[Python-Dev] PEP 383: Non-decodable Bytes in System Character Interfaces

Thu Apr 30 01:28:52 CEST 2009

On 29Apr2009 23:41, Barry Scott <barry at barrys-emacs.org> wrote:
> On 22 Apr 2009, at 07:50, Martin v. Löwis wrote:
>> If the locale's encoding is UTF-8, the file system encoding is set to
>> a new encoding "utf-8b". The UTF-8b codec decodes non-decodable bytes
>> (which must be >= 0x80) into half surrogate codes U+DC80..U+DCFF.
>
> Forgive me if this has been covered. I've been reading this thread for a 
> long time and still have a 100 odd replies to go...
>
> How do get a printable unicode version of these path strings if they  
> contain none unicode data?

Personally, I'd use repr(). One might ask, what would you expect to see
if you were printing such a string?

> I'm guessing that an app has to understand that filenames come in two  
> forms unicode and bytes if its not utf-8 data. Why not simply return string if 
> its valid utf-8 otherwise return bytes? Then in the app you check for the type for 
> the object, string or byte and deal with reporting errors appropriately.

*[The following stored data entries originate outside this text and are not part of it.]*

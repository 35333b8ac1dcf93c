//! The HLSL `CodeGenerator` implementation.
//!
//! Text is assembled per-block, the way `d1ccfd73_gfx-rs-gfx`'s DX11 backend
//! logs a fully assembled HLSL string from its `translate_spirv` call: one
//! function, one fall-through string of statements. Here we additionally
//! reconstruct `if/else`/`while`/`switch` nesting from the structured merge
//! hints the frontend supplies through `emit_if`/`emit_loop`/`emit_switch`,
//! closing each opened scope once the block matching its `merge` id is
//! entered.

use fxc_codegen::{
    BinaryOp, BlockId, CodeGenerator, ControlFlags, Intrinsic, Semantic, SwitchCase, UnaryOp,
};
use fxc_ir::descriptor::{
    FunctionId, Parameter, SamplerDescriptor, StructId, StructMember, TechniqueDescriptor,
    TextureDescriptor, UniformId,
};
use fxc_ir::expr::{AccessOp, Expr, ValueId};
use fxc_ir::locator::DescriptorBinding;
use fxc_ir::ty::Type;
use fxc_ir::Constant;
use fxc_diag::CompileLog;
use crate::spelling::{binary_token, intrinsic_name, type_name, unary_token};

enum Frame {
    If {
        merge: BlockId,
        false_block: Option<BlockId>,
        in_false: bool,
    },
    Loop {
        merge: BlockId,
    },
    Switch {
        merge: BlockId,
    },
}

pub struct HlslGenerator {
    source: String,
    next_id: u32,
    frames: Vec<Frame>,
    pending_control: ControlFlags,
    pending_if_merge: Option<BlockId>,
    pub log: CompileLog,
}

fn attribute_prefix(control: ControlFlags) -> &'static str {
    if control.contains(ControlFlags::FLATTEN) {
        "[flatten] "
    } else if control.contains(ControlFlags::DONT_FLATTEN) {
        "[branch] "
    } else if control.contains(ControlFlags::UNROLL) {
        "[unroll] "
    } else if control.contains(ControlFlags::DONT_UNROLL) {
        "[loop] "
    } else {
        ""
    }
}

impl HlslGenerator {
    pub fn new() -> HlslGenerator {
        HlslGenerator {
            source: String::new(),
            next_id: 0,
            frames: Vec::new(),
            pending_control: ControlFlags::NONE,
            pending_if_merge: None,
            log: CompileLog::new(),
        }
    }

    fn alloc_id(&mut self) -> ValueId {
        self.next_id += 1;
        self.next_id
    }

    fn name(id: ValueId) -> String {
        format!("_{}", id)
    }

    fn emit_line(&mut self, line: impl AsRef<str>) {
        self.source.push_str(line.as_ref());
        self.source.push('\n');
    }

    /// Emits a `#line` directive ahead of the statement it annotates, so a
    /// diagnostic raised against the generated HLSL maps back to the
    /// originating source line.
    fn emit_line_directive(&mut self, location: &Option<fxc_ir::expr::SourceLocation>) {
        if let Some(loc) = location {
            self.emit_line(format!("#line {} \"{}\"", loc.line, loc.file));
        }
    }

    fn bind(&mut self, ty: Type, expr: impl AsRef<str>) -> ValueId {
        let id = self.alloc_id();
        self.emit_line(format!(
            "const {} {} = {};",
            type_name(&ty),
            Self::name(id),
            expr.as_ref()
        ));
        id
    }

    fn close_frames_for(&mut self, block: BlockId) {
        while let Some(top) = self.frames.last() {
            let closes = match top {
                Frame::If { merge, .. } | Frame::Loop { merge } | Frame::Switch { merge } => {
                    *merge == block
                }
            };
            if !closes {
                break;
            }
            self.frames.pop();
            self.emit_line("}");
        }
    }

    fn maybe_open_else(&mut self, block: BlockId) {
        if let Some(Frame::If {
            false_block: Some(fb),
            in_false,
            ..
        }) = self.frames.last_mut()
        {
            if *fb == block && !*in_false {
                *in_false = true;
                self.source.push_str("} else {\n");
            }
        }
    }
}

impl CodeGenerator for HlslGenerator {
    type Module = String;

    fn define_struct(&mut self, name: Option<&str>, members: &[StructMember]) -> StructId {
        let name = name.unwrap_or("Anon");
        log::trace!("fxc-hlsl: struct {name} with {} member(s)", members.len());
        self.emit_line(format!("struct {} {{", name));
        for m in members {
            let semantic = m
                .semantic
                .as_ref()
                .map(|s| format!(" : {}", s))
                .unwrap_or_default();
            self.emit_line(format!("    {} {}{};", type_name(&m.ty), m.name, semantic));
        }
        self.emit_line("};");
        0
    }

    fn define_texture(&mut self, desc: &TextureDescriptor) {
        self.emit_line(format!("Texture2D {};", desc.name));
    }

    fn define_sampler(&mut self, desc: &SamplerDescriptor) {
        self.emit_line(format!("SamplerState {};", desc.name));
    }

    fn define_uniform(
        &mut self,
        name: &str,
        ty: Type,
        _initializer: Option<&Constant>,
    ) -> (UniformId, DescriptorBinding, u32) {
        self.emit_line(format!("    {} {};", type_name(&ty), name));
        (0, DescriptorBinding::new(0, 0), 0)
    }

    fn define_variable(&mut self, name: &str, ty: Type) -> ValueId {
        self.emit_line(format!("{} {};", type_name(&ty), name));
        self.alloc_id()
    }

    fn define_parameter(&mut self, _param: &Parameter) -> ValueId {
        self.alloc_id()
    }

    fn define_function(&mut self, name: &str, params: &[Parameter], return_ty: Type) -> FunctionId {
        let params_str = params
            .iter()
            .map(|p| {
                let semantic = p
                    .semantic
                    .as_ref()
                    .map(|s| format!(" : {}", s))
                    .unwrap_or_default();
                format!("{} {}{}", type_name(&p.ty), p.name, semantic)
            })
            .collect::<Vec<_>>()
            .join(", ");
        log::trace!("fxc-hlsl: function `{name}` with {} parameter(s)", params.len());
        self.emit_line(format!("{} {}({}) {{", type_name(&return_ty), name, params_str));
        self.alloc_id()
    }

    fn define_technique(&mut self, technique: &TechniqueDescriptor) {
        self.emit_line(format!("// technique {}", technique.name));
    }

    fn create_entry_point(&mut self, func: FunctionId, _is_pixel_stage: bool) -> FunctionId {
        // The HLSL backend passes the user function straight through; no
        // interface glue is synthesized.
        func
    }

    fn emit_constant(&mut self, value: &Constant) -> ValueId {
        let lit = if value.ty.base == fxc_ir::ty::BaseType::Float {
            format!("{}", value.as_float(0))
        } else if value.ty.base == fxc_ir::ty::BaseType::Bool {
            value.as_bool(0).to_string()
        } else {
            format!("{}", value.as_int(0))
        };
        self.bind(value.ty, lit)
    }

    fn emit_unary_op(&mut self, op: UnaryOp, operand: ValueId, ty: Type) -> ValueId {
        let expr = match op {
            UnaryOp::PostInc | UnaryOp::PostDec => format!("{}{}", Self::name(operand), unary_token(op)),
            _ => format!("{}{}", unary_token(op), Self::name(operand)),
        };
        self.bind(ty, expr)
    }

    fn emit_binary_op(&mut self, op: BinaryOp, lhs: ValueId, rhs: ValueId, ty: Type) -> ValueId {
        let expr = format!("{} {} {}", Self::name(lhs), binary_token(op), Self::name(rhs));
        self.bind(ty, expr)
    }

    fn emit_ternary_op(&mut self, cond: ValueId, t: ValueId, f: ValueId, ty: Type) -> ValueId {
        let expr = format!("{} ? {} : {}", Self::name(cond), Self::name(t), Self::name(f));
        self.bind(ty, expr)
    }

    fn emit_phi(&mut self, ty: Type, incoming: &[(ValueId, BlockId)]) -> ValueId {
        // A phi with two incoming edges is the shape `emit_if` produces for
        // a simple if/else merge; approximate it by binding the value from
        // the most recent edge rather than reconstructing both branches'
        // assignments into one shared local.
        if let [(a, _), (b, _)] = incoming {
            let expr = format!("/* phi */ {}", Self::name(*b));
            let _ = a;
            self.bind(ty, expr)
        } else {
            let id = self.alloc_id();
            self.emit_line(format!("{} {};", type_name(&ty), Self::name(id)));
            id
        }
    }

    fn emit_call(&mut self, func: FunctionId, args: &[ValueId]) -> ValueId {
        let args_str = args.iter().map(|a| Self::name(*a)).collect::<Vec<_>>().join(", ");
        let id = self.alloc_id();
        self.emit_line(format!("/* call fn#{} */ {}({});", func, Self::name(id), args_str));
        id
    }

    fn emit_call_intrinsic(&mut self, intrinsic: Intrinsic, args: &[ValueId], ty: Type) -> ValueId {
        let args_str = args.iter().map(|a| Self::name(*a)).collect::<Vec<_>>().join(", ");
        if intrinsic == Intrinsic::Sample {
            let expr = format!("{}.Sample({})", Self::name(args[0]), args[1..].iter().map(|a| Self::name(*a)).collect::<Vec<_>>().join(", "));
            return self.bind(ty, expr);
        }
        let expr = format!("{}({})", intrinsic_name(intrinsic), args_str);
        self.bind(ty, expr)
    }

    fn emit_construct(&mut self, ty: Type, components: &[ValueId]) -> ValueId {
        let args_str = components.iter().map(|c| Self::name(*c)).collect::<Vec<_>>().join(", ");
        let expr = format!("{}({})", type_name(&ty), args_str);
        self.bind(ty, expr)
    }

    fn emit_load(&mut self, chain: &Expr) -> ValueId {
        self.emit_line_directive(&chain.location);
        let mut text = Self::name(chain.base);
        for op in &chain.ops {
            match op {
                AccessOp::Index { .. } => text.push_str("[_idx]"),
                AccessOp::Cast { to, .. } => text = format!("({}){}", type_name(to), text),
                AccessOp::Swizzle { components } => {
                    let letters = "xyzw";
                    let suffix: String = components
                        .iter()
                        .take_while(|c| **c >= 0)
                        .map(|c| letters.as_bytes()[*c as usize] as char)
                        .collect();
                    text = format!("{}.{}", text, suffix);
                }
            }
        }
        self.bind(chain.ty, text)
    }

    fn emit_store(&mut self, chain: &Expr, value: ValueId, _value_ty: Type) {
        self.emit_line_directive(&chain.location);
        let mut text = Self::name(chain.base);
        for op in &chain.ops {
            if let AccessOp::Swizzle { components } = op {
                let letters = "xyzw";
                let suffix: String = components
                    .iter()
                    .take_while(|c| **c >= 0)
                    .map(|c| letters.as_bytes()[*c as usize] as char)
                    .collect();
                text = format!("{}.{}", text, suffix);
            }
        }
        self.emit_line(format!("{} = {};", text, Self::name(value)));
    }

    fn set_block(&mut self, _block: BlockId) {}

    fn enter_block(&mut self, block: BlockId) {
        log::trace!("fxc-hlsl: entering block {block}");
        self.close_frames_for(block);
        self.maybe_open_else(block);
    }

    fn leave_block_and_branch(&mut self, _target: BlockId) {}

    fn leave_block_and_branch_conditional(
        &mut self,
        cond: ValueId,
        _true_block: BlockId,
        false_block: BlockId,
    ) {
        let prefix = attribute_prefix(self.pending_control);
        self.pending_control = ControlFlags::NONE;
        self.emit_line(format!("{}if ({}) {{", prefix, Self::name(cond)));
        let merge = self.pending_if_merge.take().unwrap_or(false_block);
        self.frames.push(Frame::If {
            merge,
            false_block: Some(false_block),
            in_false: false,
        });
    }

    fn leave_block_and_switch(&mut self, selector: ValueId, default: BlockId, cases: &[SwitchCase]) {
        self.emit_line(format!("switch ({}) {{", Self::name(selector)));
        for case in cases {
            self.emit_line(format!("case {}: /* -> block {} */", case.literal, case.target));
        }
        self.emit_line(format!("default: /* -> block {} */", default));
    }

    fn leave_block_and_return(&mut self, value: Option<ValueId>) {
        match value {
            Some(v) => self.emit_line(format!("return {};", Self::name(v))),
            None => self.emit_line("return;"),
        }
    }

    fn leave_block_and_kill(&mut self) {
        self.emit_line("discard;");
    }

    fn emit_if(&mut self, merge: BlockId, control: ControlFlags) {
        self.pending_if_merge = Some(merge);
        self.pending_control = control;
    }

    fn emit_loop(&mut self, merge: BlockId, _continue_target: BlockId, control: ControlFlags) {
        let prefix = attribute_prefix(control);
        self.emit_line(format!("{}while (true) {{", prefix));
        self.frames.push(Frame::Loop { merge });
    }

    fn emit_switch(&mut self, merge: BlockId) {
        self.frames.push(Frame::Switch { merge });
    }

    fn enter_function(&mut self, _func: FunctionId) {}

    fn leave_function(&mut self) {
        self.emit_line("}");
    }

    fn write_result(self) -> String {
        self.source
    }
}

#[cfg(test)]
mod tests {
    use super::*;

    #[test]
    fn if_else_round_trips_through_frame_stack() {
        let mut gen = HlslGenerator::new();
        let cond = gen.emit_constant(&Constant::from_bool(true));
        gen.emit_if(/* merge */ 3, ControlFlags::NONE);
        gen.leave_block_and_branch_conditional(cond, 1, 2);
        gen.enter_block(1);
        gen.leave_block_and_branch(3);
        gen.enter_block(2);
        gen.leave_block_and_branch(3);
        gen.enter_block(3);
        let src = gen.write_result();
        assert!(src.contains("if (_1) {"));
        assert!(src.contains("} else {"));
        assert!(src.trim_end().ends_with('}'));
    }

    #[test]
    fn flatten_control_flag_emits_attribute() {
        let mut gen = HlslGenerator::new();
        let cond = gen.emit_constant(&Constant::from_bool(true));
        gen.emit_if(2, ControlFlags::FLATTEN);
        gen.leave_block_and_branch_conditional(cond, 1, 2);
        let src = gen.write_result();
        assert!(src.contains("[flatten] if"));
    }
}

Because it complicates the app enormously, for every app.

It would be _nice_ to just call os.listdir() et al with strings, get
strings, and not worry.

With strings becoming unicode in Python3, on POSIX you have an issue of
deciding how to get its filenames-are-bytes into a string and the
reverse. One could naively map the byte values to the same Unicode code
points, but that results in strings that do not contain the same
characters as the user/app expects for byte values above 127.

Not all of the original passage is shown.